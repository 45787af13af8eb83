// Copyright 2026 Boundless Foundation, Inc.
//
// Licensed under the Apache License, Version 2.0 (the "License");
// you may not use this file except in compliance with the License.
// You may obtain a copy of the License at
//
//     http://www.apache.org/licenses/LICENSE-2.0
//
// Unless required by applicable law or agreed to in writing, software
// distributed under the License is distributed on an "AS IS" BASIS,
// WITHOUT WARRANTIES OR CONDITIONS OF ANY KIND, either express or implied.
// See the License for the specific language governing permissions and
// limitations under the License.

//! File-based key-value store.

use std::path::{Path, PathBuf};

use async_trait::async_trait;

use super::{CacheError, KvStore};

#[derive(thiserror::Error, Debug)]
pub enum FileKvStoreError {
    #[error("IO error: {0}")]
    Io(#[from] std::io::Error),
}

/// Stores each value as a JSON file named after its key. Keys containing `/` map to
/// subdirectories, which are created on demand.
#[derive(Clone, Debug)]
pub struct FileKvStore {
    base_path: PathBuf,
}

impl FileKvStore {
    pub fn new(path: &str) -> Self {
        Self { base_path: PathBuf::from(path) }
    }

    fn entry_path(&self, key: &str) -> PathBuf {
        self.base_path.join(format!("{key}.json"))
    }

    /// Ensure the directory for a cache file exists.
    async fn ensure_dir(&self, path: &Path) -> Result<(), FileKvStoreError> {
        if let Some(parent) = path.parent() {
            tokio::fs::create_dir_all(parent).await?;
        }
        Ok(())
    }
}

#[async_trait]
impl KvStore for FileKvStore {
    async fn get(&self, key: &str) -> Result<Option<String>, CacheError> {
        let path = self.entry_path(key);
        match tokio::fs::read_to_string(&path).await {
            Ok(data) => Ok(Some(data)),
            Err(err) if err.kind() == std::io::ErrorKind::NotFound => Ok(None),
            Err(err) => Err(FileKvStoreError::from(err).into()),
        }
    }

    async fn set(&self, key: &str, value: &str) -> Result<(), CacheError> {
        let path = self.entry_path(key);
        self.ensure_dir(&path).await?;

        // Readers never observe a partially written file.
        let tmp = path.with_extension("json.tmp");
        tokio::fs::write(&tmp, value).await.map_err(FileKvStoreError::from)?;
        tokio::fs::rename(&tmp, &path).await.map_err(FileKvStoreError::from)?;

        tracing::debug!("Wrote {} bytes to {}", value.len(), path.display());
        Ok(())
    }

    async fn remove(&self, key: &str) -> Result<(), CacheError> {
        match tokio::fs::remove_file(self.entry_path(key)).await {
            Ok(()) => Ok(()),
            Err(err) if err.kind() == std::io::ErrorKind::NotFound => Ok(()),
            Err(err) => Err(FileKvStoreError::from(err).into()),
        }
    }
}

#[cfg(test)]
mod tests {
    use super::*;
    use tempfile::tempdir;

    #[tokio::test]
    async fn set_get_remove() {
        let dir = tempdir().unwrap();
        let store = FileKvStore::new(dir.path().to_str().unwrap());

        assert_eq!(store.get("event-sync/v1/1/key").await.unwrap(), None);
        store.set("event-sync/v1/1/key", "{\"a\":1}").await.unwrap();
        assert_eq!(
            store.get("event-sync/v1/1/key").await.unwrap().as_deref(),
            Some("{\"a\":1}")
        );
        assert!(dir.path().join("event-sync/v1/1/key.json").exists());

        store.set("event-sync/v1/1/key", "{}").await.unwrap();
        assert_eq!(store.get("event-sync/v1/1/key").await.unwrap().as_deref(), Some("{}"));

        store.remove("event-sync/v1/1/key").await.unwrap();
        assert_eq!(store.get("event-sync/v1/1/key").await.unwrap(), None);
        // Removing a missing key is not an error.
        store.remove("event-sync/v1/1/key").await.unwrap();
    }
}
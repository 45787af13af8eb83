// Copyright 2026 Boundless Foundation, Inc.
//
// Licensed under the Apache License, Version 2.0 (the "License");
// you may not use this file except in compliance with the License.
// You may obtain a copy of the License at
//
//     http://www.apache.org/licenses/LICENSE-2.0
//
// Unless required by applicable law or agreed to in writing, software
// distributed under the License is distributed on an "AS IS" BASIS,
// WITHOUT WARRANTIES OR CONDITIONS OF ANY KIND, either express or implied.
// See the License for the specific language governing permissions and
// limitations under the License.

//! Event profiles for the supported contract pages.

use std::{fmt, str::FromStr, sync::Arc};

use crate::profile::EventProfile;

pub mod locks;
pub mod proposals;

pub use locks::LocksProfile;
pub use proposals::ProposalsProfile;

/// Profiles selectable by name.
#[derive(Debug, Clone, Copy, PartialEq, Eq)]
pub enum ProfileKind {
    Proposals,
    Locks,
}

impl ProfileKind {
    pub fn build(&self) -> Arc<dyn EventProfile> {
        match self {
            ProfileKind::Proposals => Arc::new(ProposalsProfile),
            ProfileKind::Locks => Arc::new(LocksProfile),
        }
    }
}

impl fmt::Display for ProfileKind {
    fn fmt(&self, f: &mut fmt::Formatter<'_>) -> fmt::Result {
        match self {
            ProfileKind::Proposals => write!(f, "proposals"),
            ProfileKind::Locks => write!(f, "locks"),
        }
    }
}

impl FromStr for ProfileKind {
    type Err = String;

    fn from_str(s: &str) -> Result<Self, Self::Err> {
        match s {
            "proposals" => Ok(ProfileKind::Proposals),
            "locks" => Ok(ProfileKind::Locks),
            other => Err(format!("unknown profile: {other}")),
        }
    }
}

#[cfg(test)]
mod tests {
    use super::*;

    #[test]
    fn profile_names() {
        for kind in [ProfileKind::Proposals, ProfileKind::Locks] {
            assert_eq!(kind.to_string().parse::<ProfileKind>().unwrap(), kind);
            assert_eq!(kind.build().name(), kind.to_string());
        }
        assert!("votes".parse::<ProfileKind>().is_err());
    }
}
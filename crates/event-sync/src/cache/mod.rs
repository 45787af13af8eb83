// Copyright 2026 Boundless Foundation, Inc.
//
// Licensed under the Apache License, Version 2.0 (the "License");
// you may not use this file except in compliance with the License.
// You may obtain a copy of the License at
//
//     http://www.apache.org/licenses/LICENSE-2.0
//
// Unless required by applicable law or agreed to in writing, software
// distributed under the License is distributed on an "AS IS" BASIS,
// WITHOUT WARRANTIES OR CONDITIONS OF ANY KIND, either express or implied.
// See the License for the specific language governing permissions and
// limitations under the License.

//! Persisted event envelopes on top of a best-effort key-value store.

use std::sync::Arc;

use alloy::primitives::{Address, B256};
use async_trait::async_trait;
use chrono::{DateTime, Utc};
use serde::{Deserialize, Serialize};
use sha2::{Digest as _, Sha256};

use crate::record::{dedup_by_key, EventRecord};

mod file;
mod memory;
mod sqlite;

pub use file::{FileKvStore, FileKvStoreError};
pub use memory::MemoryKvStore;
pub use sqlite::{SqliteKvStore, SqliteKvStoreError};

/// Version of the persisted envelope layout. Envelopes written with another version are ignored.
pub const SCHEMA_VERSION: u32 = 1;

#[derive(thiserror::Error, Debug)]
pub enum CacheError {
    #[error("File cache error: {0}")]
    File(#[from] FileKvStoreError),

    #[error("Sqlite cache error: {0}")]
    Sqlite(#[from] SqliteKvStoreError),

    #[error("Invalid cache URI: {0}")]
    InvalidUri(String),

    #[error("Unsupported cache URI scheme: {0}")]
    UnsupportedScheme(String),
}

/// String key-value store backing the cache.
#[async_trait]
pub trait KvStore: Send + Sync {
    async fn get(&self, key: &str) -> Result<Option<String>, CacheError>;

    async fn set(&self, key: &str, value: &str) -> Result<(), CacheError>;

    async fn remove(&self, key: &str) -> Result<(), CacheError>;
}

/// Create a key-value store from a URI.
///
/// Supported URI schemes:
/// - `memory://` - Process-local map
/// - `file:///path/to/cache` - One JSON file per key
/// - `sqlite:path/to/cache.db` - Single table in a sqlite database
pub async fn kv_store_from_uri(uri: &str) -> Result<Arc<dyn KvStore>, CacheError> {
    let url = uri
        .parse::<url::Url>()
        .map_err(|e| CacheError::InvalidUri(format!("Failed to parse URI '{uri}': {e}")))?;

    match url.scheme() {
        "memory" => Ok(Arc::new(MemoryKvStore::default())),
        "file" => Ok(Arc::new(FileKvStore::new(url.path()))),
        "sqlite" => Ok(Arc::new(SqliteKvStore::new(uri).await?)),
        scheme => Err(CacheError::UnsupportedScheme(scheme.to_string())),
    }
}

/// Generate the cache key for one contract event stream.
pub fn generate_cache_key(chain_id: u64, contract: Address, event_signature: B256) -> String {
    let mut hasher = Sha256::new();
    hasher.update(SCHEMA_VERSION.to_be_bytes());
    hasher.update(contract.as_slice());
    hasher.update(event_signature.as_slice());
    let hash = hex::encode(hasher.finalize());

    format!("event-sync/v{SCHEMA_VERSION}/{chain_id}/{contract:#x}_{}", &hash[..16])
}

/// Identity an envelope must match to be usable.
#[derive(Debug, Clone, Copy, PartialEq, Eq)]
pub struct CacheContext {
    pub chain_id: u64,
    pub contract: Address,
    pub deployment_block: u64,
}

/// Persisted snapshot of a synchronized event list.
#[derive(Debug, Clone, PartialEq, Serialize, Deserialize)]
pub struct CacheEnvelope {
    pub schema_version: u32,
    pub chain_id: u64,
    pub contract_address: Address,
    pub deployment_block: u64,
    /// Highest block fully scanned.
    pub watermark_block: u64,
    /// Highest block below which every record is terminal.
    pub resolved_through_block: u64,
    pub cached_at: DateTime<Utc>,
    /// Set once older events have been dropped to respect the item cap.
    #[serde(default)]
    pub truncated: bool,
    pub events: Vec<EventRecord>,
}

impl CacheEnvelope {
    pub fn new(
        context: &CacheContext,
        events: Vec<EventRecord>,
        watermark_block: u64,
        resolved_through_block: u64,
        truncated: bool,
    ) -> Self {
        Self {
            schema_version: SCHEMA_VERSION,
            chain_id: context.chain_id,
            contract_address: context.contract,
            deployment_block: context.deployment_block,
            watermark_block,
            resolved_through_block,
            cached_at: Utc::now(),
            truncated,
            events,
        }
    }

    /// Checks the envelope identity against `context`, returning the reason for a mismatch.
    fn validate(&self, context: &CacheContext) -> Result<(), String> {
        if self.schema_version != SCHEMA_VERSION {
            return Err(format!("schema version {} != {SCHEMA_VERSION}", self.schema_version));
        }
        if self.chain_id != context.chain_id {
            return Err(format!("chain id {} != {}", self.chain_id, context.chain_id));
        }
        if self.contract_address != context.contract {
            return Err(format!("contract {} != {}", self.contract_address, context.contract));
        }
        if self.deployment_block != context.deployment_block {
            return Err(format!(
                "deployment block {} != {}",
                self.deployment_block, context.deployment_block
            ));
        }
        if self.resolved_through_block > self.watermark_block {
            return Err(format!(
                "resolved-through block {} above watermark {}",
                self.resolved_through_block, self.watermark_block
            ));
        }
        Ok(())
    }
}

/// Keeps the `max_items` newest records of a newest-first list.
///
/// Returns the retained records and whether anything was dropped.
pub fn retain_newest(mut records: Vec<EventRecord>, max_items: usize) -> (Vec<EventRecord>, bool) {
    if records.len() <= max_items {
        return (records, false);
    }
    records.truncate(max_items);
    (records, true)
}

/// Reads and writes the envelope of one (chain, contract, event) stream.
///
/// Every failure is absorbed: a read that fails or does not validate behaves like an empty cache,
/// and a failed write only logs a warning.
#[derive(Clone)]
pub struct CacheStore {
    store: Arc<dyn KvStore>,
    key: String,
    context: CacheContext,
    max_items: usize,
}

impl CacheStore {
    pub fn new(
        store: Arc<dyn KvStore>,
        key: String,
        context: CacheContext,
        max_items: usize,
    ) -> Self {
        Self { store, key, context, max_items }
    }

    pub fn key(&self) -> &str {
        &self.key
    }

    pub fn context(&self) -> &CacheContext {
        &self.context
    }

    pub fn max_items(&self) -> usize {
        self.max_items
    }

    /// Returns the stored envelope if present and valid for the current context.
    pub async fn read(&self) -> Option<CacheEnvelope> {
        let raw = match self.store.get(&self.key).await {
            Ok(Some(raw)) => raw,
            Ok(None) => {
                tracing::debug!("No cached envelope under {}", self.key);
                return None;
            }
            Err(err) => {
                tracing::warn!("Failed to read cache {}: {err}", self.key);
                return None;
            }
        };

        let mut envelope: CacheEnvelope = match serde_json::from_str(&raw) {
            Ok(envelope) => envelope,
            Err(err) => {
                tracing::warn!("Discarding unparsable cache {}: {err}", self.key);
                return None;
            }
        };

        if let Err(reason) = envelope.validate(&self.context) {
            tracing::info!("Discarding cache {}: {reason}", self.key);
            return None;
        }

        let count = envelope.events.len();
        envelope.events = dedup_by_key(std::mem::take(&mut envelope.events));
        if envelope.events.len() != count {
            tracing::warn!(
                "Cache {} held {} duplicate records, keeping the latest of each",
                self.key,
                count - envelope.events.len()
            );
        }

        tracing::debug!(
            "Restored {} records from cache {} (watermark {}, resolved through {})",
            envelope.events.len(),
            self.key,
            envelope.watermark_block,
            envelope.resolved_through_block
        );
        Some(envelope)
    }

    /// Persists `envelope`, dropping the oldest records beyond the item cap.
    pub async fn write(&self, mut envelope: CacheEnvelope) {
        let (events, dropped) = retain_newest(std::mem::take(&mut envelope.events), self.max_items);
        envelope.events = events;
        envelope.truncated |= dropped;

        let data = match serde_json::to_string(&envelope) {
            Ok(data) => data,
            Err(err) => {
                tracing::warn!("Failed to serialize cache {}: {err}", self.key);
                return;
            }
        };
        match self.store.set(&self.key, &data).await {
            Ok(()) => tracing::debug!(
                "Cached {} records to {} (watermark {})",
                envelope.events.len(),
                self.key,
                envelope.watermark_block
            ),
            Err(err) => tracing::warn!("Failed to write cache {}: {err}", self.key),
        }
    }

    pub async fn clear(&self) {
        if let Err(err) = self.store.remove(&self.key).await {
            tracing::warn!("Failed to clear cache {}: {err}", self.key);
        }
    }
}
§
*Assigned task*: Count the lines of the data that hold the string "tracing". The answer should be that number alone.

*Written response*: 11